Rosalía dio un pequeño salto ante el golpe sorpresivo en la mesa de billar, pero apenas sus ojos se cruzaron con los de Orlando, la tensión se deshizo en una sonrisa luminosa. Sí, lo había reconocido.
Dejó la maleta a un lado de la barra y, para asombro de todos, bajó del banquillo. Sus pasos, elegantes pero decididos, se encaminaron directamente hacia la mesa de billar.
Esteban y Manolo se miraron con incredulidad. ¿En serio? Ese tipo de mujer solía mirar a hombres como ellos por encima del hombro o, peor aún, con desdén. La clase de chica que desaparecía con un chasquido de dedos, dejándolos en ridículo. Y sin embargo, no se marchaba. No los ignoraba. Sonreía. Sonreía mientras sus ojos no se apartaban de Orlando.
—No puede ser… —murmuró Manolo, con la boca abierta.

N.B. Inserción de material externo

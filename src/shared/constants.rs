// =============================================================================
// CHUNKED UPLOAD DEFAULTS
// =============================================================================

/// Default chunk size handed to clients at initialize time (5 MiB)
pub const DEFAULT_CHUNK_SIZE: u64 = 5 * 1024 * 1024;

/// Smallest chunk size a client may negotiate (1 KiB)
pub const MIN_CHUNK_SIZE: u64 = 1024;

/// Largest chunk size a client may negotiate (50 MiB)
pub const MAX_CHUNK_SIZE: u64 = 50 * 1024 * 1024;

/// Maximum declared size of a single upload (500 MiB)
pub const MAX_FILE_SIZE: u64 = 500 * 1024 * 1024;

/// Upper bound on the number of chunks in one session
pub const MAX_TOTAL_CHUNKS: u64 = 10_000;

/// Multipart overhead allowed on top of a chunk payload
pub const CHUNK_BODY_OVERHEAD: usize = 1024 * 1024;

/// Longest filename kept after sanitization, in bytes
pub const MAX_FILENAME_LENGTH: usize = 255;

// =============================================================================
// SESSION LIFETIME
// =============================================================================

/// Inactivity window before a non-terminal session is expired (4 hours)
pub const DEFAULT_SESSION_TTL_SECS: u64 = 4 * 60 * 60;

/// Time a terminal session is kept before its record is purged (15 minutes)
pub const DEFAULT_CLEANUP_GRACE_SECS: u64 = 15 * 60;

/// Interval between reaper sweeps (5 minutes)
pub const DEFAULT_REAPER_INTERVAL_SECS: u64 = 5 * 60;

/// Upper bound on a single chunk write to scratch storage
pub const DEFAULT_CHUNK_WRITE_TIMEOUT_SECS: u64 = 30;

/// Upper bound on receiving one chunk request body from the client
pub const DEFAULT_CHUNK_READ_TIMEOUT_SECS: u64 = 120;

// =============================================================================
// DOCUMENT TYPES
// =============================================================================

/// Content types accepted for claim documents
pub const ALLOWED_MIME_TYPES: &[&str] = &[
    "application/pdf",
    "application/msword",
    "application/vnd.openxmlformats-officedocument.wordprocessingml.document",
    "application/vnd.ms-excel",
    "application/vnd.openxmlformats-officedocument.spreadsheetml.sheet",
    "application/octet-stream",
    "image/jpeg",
    "image/png",
    "image/tiff",
    "text/plain",
];

/// Check if a MIME type is allowed
pub fn is_mime_type_allowed(content_type: &str) -> bool {
    ALLOWED_MIME_TYPES.contains(&content_type)
}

—Está caminando hacia acá. ¡Hacia ti! —añadió Esteban, todavía más sorprendido.
Y entonces sucedió lo impensable.
—¡Orlando! —exclamó Rosalía con un brillo cálido en la voz, y abrió los brazos sin dudar.
Orlando sintió que el suelo desaparecía bajo sus botas. En un parpadeo, ella estaba entre sus brazos. El perfume delicado, el calor de su cuerpo, la familiaridad inesperada… todo lo golpeó de una sola vez. Su respiración se volvió torpe, y por un instante pensó que estaba soñando.
La rodeó con sus brazos grandes, aunque con cierta torpeza, temblando por dentro.
—Rosalía… —susurró su nombre como si fuera una oración, un conjuro que pudiera fijar en la realidad lo que todavía le parecía imposible.
Los amigos observaban la escena en silencio, con las bocas tan abiertas como los ojos. El hombre más fuerte y reservado que conocían, ese gigante que nunca dejaba ver emociones, estaba abrazando a la mujer que parecía salida de un sueño… y ella lo estrechaba como si nunca hubiera dejado de pertenecer a su vida.
—¡Cuánto tiempo! —exclamó Rosalía cuando se apartó del abrazo. Giró la cabeza hacia el otro lado de la mesa y dedicó una sonrisa cortés a los amigos de Orlando—. Perdón por la sorpresa. Soy Rosalía, nos conocemos desde hace algunos años ya.
Estiró la mano con elegancia, y Esteban y Manolo se la estrecharon casi al unísono, todavía un poco incrédulos.
Orlando, en cambio, seguía petrificado, incapaz de articular palabra. Solo podía mirarla como si temiera que desapareciera si parpadeaba. Rosalía, con esa naturalidad que siempre la distinguió, rompió el silencio.
—¿Cómo está tu padre? ¿Sigue en el taller? —preguntó con calidez—. Me encantaría pasar a saludarlo.
Aquellas palabras despertaron algo profundo en Orlando. Rosalía siempre había tenido un cariño sincero por don Ernesto, a pesar de su carácter serio y su semblante severo. Tanto él como Orlando habían sido para ella un refugio cálido dentro de una familia donde nunca encajó. La madre de Rogelio jamás la aceptó: pretenciosa, arrogante, siempre la trató como si no fuera digna de su hijo.
Con los años, la relación con Rogelio se había desgastado. Había demasiados silencios, demasiados gestos de indiferencia que Rosalía ya no podía ignorar. Más de una vez se preguntó qué fue lo que la atrajo en un principio: ¿realmente amor, o más bien la ilusión de enamorarse del hombre equivocado? Se conocieron en la universidad, cuando ella estudiaba Historia del Arte y Antropología, apasionada por los vestigios y relatos del pasado.
Cuando todo terminó, Rosalía tomó una decisión radical: se marchó a Escocia, donde consiguió trabajo en el Museo Nacional de Arte Antiguo. Allí dedicó su tiempo a estudiar piezas arqueológicas, manuscritos olvidados y reliquias cargadas de historias. Siempre había sentido una extraña atracción por aquellas tierras, como si un lazo invisible la uniera a ellas. Entre vitrinas, salas silenciosas y archivos polvorientos, encontró una forma de reconstruirse… y de darle sentido a ese llamado interior.
Ahora estaba de vuelta. Y Orlando, que durante años había intentado arrancar su recuerdo de la memoria sin conseguirlo, la tenía de nuevo frente a él, más hermosa, más plena, y con una vida que sonaba tan lejana como fascinante.